Collected data entries:
*** Begin section ***
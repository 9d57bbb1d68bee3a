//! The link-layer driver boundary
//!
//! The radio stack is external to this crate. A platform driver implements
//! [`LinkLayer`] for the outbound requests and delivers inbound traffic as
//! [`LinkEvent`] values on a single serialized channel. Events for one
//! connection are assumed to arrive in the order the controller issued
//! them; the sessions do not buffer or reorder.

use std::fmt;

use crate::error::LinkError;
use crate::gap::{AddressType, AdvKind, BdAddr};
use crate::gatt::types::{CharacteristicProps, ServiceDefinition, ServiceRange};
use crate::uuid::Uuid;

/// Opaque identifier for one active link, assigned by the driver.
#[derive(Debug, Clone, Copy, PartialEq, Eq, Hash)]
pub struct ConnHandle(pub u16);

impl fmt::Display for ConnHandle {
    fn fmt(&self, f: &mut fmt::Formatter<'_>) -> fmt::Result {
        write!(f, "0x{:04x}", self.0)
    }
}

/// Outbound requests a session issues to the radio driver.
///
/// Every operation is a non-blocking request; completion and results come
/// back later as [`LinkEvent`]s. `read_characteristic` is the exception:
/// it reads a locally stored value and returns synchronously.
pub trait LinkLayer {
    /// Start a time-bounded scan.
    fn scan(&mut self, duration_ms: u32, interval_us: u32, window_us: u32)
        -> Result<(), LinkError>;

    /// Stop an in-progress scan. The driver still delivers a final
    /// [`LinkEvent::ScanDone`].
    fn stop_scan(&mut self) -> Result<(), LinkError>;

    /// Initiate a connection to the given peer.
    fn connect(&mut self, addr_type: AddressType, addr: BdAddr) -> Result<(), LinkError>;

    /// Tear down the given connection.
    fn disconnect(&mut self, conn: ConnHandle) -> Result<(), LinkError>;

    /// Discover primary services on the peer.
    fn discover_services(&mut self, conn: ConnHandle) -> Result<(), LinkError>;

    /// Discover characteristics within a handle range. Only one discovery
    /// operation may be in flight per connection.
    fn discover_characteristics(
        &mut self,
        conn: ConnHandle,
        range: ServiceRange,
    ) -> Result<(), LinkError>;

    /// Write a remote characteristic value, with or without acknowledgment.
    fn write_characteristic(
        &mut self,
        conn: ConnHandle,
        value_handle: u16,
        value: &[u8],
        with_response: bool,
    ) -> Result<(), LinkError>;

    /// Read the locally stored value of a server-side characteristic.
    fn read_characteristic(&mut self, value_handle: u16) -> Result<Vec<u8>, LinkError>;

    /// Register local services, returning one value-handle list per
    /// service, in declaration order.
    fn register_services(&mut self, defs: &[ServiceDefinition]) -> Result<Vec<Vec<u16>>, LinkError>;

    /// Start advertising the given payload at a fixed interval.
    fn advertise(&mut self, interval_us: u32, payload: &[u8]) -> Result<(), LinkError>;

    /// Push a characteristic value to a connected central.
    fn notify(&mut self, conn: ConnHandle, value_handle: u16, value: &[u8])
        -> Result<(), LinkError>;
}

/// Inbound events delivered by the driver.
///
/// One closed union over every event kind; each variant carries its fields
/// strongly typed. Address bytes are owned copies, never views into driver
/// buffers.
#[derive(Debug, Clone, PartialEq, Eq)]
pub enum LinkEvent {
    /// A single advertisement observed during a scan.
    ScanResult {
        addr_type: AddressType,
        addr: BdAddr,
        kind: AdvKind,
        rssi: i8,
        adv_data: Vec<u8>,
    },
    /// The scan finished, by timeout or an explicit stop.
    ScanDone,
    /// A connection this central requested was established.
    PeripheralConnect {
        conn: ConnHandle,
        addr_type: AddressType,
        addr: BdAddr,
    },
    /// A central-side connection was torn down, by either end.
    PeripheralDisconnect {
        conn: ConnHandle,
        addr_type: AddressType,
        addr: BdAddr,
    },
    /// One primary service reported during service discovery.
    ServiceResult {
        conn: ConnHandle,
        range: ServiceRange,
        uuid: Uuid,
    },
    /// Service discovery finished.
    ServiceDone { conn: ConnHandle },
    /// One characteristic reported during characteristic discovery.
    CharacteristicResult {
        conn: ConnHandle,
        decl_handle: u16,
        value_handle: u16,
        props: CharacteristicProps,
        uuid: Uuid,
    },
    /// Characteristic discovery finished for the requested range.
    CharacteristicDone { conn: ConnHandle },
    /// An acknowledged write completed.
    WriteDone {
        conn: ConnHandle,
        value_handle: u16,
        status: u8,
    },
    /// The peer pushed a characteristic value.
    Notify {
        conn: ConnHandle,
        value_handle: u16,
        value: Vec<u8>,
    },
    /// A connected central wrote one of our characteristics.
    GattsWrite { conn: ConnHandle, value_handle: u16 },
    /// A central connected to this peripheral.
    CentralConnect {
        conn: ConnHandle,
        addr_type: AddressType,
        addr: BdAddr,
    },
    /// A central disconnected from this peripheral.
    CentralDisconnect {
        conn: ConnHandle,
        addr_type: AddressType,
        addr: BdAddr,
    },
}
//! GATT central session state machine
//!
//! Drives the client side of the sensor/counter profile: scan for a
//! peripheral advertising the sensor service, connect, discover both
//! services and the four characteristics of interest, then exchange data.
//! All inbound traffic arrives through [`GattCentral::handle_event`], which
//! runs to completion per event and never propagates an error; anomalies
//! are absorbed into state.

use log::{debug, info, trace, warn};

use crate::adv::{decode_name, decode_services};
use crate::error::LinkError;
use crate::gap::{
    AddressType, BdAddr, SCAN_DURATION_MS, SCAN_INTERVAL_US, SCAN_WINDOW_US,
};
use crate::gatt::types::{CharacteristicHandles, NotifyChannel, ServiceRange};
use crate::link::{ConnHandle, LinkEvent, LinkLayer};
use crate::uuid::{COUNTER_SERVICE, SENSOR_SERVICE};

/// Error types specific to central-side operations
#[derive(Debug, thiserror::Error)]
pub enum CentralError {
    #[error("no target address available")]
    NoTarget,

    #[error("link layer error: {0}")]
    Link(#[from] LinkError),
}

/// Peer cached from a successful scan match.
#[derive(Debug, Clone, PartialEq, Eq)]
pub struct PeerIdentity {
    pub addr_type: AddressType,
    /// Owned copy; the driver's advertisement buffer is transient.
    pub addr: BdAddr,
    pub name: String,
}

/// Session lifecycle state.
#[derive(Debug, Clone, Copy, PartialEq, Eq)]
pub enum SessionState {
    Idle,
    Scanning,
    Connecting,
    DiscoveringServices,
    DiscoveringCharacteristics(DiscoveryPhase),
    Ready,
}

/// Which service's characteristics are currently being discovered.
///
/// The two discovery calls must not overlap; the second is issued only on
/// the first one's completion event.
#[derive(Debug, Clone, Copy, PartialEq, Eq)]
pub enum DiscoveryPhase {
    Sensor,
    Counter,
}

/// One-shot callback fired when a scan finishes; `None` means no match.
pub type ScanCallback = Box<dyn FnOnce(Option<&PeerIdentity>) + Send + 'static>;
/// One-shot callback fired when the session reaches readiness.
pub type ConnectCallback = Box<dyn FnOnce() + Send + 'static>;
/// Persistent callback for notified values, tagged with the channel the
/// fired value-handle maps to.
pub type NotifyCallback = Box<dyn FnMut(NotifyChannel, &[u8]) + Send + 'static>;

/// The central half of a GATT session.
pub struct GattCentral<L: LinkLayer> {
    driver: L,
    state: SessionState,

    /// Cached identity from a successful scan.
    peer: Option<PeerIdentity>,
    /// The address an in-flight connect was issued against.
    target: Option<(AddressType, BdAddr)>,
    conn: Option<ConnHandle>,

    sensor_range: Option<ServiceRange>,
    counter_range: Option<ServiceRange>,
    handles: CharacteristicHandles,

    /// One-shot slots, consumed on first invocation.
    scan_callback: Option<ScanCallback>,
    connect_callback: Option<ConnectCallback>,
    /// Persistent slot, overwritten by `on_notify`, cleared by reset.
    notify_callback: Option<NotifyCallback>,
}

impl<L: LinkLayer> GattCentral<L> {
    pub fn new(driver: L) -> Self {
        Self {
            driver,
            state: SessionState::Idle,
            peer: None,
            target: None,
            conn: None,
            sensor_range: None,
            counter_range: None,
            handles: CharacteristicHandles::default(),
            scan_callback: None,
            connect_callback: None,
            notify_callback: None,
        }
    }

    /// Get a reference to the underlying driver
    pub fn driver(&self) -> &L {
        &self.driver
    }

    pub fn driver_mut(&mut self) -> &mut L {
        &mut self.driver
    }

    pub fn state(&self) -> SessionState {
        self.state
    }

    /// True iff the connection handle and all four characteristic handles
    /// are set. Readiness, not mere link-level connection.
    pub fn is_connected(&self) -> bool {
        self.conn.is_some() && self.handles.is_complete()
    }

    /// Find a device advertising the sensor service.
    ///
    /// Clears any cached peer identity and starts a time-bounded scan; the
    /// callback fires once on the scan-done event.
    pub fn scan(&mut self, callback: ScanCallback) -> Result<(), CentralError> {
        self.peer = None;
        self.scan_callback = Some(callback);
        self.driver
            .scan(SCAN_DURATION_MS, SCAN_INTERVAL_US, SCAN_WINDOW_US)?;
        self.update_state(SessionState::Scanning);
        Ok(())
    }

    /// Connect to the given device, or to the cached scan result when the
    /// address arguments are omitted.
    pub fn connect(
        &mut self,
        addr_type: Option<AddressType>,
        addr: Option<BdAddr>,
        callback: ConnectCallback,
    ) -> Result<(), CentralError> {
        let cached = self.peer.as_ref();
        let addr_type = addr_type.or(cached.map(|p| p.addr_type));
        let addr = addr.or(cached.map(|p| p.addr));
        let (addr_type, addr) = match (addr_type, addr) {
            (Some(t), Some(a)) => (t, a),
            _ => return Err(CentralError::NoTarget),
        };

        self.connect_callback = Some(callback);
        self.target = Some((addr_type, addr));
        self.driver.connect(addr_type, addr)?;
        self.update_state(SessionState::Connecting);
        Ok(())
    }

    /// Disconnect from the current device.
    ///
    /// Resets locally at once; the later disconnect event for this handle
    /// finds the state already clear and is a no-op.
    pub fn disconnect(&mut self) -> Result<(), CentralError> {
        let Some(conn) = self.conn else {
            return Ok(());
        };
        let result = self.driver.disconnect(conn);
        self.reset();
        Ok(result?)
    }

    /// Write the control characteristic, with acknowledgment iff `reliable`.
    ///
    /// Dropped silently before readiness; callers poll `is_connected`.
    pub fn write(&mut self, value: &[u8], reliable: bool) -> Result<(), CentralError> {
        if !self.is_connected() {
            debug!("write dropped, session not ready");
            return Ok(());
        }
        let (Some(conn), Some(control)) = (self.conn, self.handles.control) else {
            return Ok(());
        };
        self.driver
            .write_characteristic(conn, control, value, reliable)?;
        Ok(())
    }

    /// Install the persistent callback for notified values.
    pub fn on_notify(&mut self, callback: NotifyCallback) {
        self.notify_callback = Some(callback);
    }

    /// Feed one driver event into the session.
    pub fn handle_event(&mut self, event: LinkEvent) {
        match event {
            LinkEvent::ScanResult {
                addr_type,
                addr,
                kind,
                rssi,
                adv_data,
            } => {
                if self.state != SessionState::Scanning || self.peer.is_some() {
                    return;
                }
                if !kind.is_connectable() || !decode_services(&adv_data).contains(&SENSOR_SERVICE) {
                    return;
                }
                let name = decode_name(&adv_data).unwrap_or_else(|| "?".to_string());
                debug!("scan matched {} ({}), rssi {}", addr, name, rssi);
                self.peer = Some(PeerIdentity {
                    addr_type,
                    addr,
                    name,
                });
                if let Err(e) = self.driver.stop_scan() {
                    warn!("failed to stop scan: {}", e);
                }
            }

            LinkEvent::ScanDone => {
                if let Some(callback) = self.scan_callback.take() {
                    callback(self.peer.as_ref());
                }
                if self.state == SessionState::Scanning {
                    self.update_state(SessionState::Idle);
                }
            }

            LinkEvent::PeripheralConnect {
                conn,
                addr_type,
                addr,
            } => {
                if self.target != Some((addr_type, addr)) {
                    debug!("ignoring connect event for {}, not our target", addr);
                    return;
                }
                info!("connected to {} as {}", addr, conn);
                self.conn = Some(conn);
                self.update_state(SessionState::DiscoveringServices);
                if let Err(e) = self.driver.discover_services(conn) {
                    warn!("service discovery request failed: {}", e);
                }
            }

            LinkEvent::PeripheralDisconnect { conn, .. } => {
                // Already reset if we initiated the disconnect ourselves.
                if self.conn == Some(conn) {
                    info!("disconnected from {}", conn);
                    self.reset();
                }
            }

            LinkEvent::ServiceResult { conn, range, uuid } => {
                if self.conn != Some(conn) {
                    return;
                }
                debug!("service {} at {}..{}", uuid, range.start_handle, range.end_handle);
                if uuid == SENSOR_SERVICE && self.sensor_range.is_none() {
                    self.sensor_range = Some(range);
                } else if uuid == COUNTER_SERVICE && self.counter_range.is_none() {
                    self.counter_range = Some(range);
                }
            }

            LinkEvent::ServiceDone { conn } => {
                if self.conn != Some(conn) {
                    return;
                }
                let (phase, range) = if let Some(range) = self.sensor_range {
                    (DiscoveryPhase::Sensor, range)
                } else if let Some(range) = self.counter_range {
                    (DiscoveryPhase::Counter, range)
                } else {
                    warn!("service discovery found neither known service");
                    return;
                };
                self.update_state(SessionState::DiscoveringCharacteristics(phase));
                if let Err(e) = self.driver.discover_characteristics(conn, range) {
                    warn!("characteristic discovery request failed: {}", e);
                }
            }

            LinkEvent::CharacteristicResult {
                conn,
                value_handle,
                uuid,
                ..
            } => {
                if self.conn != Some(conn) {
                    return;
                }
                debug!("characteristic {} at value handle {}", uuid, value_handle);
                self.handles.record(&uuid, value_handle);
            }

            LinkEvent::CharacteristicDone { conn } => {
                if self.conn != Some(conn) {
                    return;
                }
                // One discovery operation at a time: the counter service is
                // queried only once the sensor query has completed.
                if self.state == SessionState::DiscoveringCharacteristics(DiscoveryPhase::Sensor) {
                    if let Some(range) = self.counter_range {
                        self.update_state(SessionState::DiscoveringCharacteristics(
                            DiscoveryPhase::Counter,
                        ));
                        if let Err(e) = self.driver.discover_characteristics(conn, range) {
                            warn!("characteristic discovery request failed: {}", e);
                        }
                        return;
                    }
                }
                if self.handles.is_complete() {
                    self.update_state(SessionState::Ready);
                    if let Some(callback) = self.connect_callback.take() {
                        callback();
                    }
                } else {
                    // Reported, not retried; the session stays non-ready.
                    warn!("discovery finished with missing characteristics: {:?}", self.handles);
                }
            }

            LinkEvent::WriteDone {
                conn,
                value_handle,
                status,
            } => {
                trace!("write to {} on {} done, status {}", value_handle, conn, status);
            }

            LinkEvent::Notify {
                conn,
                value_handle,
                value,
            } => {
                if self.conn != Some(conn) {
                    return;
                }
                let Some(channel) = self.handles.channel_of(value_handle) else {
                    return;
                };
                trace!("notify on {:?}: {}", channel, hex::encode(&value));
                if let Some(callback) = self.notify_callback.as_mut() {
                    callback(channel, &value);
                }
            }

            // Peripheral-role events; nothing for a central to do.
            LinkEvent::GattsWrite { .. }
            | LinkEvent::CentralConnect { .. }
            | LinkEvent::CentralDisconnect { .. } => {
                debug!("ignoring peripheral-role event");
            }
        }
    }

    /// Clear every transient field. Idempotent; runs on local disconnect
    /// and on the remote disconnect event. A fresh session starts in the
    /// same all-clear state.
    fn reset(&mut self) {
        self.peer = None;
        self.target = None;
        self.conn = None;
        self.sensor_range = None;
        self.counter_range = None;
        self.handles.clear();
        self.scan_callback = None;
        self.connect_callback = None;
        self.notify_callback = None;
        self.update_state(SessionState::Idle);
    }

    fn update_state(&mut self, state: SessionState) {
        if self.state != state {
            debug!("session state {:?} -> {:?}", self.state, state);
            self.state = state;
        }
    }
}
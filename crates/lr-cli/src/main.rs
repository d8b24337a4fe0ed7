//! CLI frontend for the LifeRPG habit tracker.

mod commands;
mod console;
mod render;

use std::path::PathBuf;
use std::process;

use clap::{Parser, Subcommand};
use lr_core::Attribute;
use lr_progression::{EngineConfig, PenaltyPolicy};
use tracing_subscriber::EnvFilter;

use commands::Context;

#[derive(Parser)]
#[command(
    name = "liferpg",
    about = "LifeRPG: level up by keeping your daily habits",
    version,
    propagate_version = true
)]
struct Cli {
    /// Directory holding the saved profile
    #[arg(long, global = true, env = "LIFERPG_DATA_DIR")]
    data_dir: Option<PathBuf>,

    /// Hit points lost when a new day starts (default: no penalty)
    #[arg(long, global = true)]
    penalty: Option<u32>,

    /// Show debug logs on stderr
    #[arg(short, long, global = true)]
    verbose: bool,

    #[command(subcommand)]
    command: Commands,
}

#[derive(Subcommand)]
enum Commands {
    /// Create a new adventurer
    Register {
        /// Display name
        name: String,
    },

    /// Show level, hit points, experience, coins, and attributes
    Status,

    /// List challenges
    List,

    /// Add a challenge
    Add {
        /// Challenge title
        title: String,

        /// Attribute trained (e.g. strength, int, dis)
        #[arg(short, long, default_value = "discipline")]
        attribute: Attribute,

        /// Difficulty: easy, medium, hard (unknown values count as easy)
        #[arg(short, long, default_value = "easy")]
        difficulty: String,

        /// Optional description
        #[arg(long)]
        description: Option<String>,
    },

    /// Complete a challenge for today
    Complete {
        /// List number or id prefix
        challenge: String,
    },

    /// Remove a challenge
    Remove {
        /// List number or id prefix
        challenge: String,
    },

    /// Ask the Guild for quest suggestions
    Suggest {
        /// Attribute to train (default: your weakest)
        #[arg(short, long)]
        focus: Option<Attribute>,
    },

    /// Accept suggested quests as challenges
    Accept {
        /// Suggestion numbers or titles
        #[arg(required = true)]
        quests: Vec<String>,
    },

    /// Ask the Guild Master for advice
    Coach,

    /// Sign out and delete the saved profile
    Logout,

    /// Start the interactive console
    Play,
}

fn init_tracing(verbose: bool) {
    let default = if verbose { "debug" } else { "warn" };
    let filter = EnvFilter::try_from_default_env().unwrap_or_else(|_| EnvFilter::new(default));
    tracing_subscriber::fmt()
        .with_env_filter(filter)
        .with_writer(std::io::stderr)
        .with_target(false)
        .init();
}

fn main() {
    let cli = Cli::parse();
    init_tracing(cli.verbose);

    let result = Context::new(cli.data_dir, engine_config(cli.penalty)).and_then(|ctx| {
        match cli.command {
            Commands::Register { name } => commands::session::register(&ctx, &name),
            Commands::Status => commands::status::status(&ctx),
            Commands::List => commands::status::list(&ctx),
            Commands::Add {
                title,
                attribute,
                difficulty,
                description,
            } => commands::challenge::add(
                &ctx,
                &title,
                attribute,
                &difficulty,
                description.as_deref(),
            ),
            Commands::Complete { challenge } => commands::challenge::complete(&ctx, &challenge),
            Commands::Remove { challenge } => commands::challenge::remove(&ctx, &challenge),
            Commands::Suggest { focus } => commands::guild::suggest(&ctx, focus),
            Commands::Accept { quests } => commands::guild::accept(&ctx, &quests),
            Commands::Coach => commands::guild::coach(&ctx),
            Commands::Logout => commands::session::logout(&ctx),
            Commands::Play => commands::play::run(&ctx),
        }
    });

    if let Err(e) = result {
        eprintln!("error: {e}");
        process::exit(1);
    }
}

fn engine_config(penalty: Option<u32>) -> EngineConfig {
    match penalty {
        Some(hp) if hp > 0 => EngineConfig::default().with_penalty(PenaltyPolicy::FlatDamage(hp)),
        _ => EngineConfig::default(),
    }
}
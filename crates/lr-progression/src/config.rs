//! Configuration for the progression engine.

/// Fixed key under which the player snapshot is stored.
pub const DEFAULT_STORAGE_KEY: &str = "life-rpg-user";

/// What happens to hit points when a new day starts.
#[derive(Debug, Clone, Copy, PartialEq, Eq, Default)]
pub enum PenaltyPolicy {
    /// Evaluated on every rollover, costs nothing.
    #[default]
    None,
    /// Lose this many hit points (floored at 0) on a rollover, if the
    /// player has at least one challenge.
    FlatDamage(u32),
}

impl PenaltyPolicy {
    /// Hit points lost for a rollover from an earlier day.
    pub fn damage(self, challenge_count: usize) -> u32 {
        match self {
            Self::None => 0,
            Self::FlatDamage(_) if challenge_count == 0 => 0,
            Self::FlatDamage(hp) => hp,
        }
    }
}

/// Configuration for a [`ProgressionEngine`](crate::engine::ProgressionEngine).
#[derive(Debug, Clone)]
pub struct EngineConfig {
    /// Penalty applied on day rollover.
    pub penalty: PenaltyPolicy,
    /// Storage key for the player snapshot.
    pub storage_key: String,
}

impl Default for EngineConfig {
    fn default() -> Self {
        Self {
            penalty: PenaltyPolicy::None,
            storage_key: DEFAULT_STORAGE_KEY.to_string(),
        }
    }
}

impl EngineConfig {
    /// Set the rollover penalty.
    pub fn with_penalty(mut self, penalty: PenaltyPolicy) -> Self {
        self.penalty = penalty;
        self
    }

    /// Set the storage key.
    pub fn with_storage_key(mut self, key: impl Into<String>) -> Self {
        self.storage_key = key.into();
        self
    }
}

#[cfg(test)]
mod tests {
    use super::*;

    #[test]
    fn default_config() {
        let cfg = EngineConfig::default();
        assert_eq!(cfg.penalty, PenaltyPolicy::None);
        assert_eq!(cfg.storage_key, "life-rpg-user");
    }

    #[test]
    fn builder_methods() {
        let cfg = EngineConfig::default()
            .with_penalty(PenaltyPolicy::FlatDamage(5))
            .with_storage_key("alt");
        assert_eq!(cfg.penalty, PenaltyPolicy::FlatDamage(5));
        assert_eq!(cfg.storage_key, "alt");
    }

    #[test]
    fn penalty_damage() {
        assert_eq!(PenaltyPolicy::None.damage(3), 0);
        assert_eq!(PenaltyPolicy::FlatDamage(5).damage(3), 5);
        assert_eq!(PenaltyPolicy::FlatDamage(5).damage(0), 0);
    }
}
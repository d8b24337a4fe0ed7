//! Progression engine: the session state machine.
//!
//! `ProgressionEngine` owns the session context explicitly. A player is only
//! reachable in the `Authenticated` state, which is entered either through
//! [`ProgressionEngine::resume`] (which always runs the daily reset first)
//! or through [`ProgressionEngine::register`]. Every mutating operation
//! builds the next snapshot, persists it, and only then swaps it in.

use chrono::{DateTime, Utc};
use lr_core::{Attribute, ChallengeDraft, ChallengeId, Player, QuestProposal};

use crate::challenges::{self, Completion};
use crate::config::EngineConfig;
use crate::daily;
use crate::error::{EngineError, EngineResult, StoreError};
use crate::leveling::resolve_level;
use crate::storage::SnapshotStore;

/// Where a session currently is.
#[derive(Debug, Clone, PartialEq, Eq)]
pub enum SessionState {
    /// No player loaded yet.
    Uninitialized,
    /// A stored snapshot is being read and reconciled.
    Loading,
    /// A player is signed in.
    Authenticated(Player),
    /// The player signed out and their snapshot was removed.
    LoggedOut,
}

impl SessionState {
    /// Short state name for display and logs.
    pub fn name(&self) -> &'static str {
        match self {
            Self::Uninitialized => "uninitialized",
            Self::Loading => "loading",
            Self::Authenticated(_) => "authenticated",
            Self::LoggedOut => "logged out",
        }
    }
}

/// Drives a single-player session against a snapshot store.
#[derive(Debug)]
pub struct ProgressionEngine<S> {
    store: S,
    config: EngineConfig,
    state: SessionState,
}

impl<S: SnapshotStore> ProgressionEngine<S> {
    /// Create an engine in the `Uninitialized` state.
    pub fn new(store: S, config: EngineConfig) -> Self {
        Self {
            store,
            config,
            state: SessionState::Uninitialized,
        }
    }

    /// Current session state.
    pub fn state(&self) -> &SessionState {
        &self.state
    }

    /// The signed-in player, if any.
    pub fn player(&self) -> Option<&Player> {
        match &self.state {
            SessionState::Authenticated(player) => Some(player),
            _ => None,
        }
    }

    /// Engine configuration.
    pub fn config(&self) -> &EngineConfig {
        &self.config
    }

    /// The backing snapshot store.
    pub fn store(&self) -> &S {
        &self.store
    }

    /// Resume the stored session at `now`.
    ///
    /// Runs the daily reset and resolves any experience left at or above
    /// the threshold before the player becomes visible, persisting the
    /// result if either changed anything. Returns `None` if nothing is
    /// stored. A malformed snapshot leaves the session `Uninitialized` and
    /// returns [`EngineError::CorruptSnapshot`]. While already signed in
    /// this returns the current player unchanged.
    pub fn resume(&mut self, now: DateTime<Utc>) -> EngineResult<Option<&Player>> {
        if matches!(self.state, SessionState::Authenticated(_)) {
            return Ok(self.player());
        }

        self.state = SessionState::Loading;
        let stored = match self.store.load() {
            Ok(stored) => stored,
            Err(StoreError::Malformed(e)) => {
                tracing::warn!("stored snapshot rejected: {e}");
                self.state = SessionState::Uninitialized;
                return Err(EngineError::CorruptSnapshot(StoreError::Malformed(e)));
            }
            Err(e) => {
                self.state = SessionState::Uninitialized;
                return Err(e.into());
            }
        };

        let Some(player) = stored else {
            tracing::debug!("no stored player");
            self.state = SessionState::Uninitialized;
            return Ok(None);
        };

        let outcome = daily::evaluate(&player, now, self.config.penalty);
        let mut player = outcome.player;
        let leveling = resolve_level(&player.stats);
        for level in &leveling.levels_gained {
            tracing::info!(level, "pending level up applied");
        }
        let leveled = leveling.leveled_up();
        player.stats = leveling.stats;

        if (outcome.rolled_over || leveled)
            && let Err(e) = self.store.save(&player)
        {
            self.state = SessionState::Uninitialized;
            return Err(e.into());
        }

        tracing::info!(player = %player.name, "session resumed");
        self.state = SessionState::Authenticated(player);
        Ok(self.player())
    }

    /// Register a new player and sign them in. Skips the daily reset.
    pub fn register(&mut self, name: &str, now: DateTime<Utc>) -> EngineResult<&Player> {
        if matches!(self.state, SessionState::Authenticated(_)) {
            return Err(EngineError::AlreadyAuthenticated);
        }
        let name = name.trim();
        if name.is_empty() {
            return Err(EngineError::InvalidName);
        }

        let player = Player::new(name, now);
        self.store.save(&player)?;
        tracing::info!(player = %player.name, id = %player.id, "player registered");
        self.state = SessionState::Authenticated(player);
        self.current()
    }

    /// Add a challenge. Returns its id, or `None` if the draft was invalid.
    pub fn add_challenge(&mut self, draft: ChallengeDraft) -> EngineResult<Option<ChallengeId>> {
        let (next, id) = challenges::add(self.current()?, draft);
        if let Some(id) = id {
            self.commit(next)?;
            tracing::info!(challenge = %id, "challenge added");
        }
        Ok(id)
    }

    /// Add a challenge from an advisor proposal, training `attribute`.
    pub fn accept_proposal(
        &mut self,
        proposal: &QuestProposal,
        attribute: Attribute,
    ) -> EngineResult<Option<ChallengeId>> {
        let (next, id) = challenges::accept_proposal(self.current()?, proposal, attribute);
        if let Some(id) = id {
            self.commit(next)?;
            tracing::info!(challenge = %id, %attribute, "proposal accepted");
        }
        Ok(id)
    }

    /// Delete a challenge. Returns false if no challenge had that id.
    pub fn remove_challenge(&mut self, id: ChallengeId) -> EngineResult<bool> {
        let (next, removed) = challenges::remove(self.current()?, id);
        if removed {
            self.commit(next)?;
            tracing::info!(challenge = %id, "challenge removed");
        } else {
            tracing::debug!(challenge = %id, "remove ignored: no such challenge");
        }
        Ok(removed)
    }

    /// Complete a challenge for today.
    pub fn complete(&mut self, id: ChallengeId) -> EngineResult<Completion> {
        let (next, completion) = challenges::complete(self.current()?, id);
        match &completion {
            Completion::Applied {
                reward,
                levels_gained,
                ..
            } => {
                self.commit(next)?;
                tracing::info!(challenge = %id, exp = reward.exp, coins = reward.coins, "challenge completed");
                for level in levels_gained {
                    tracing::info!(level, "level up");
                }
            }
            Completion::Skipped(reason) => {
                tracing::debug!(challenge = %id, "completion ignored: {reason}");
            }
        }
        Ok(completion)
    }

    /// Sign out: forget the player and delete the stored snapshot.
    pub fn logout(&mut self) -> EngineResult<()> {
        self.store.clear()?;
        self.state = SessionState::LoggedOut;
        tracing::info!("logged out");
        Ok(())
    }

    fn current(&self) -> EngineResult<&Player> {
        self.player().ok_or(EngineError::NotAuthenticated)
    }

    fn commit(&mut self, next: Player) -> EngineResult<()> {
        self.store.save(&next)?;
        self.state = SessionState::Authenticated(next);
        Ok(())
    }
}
*** End section ***
For each line of the data that has the word "saved", report that line.

    /// Directory holding the saved profile
    /// Sign out and delete the saved profile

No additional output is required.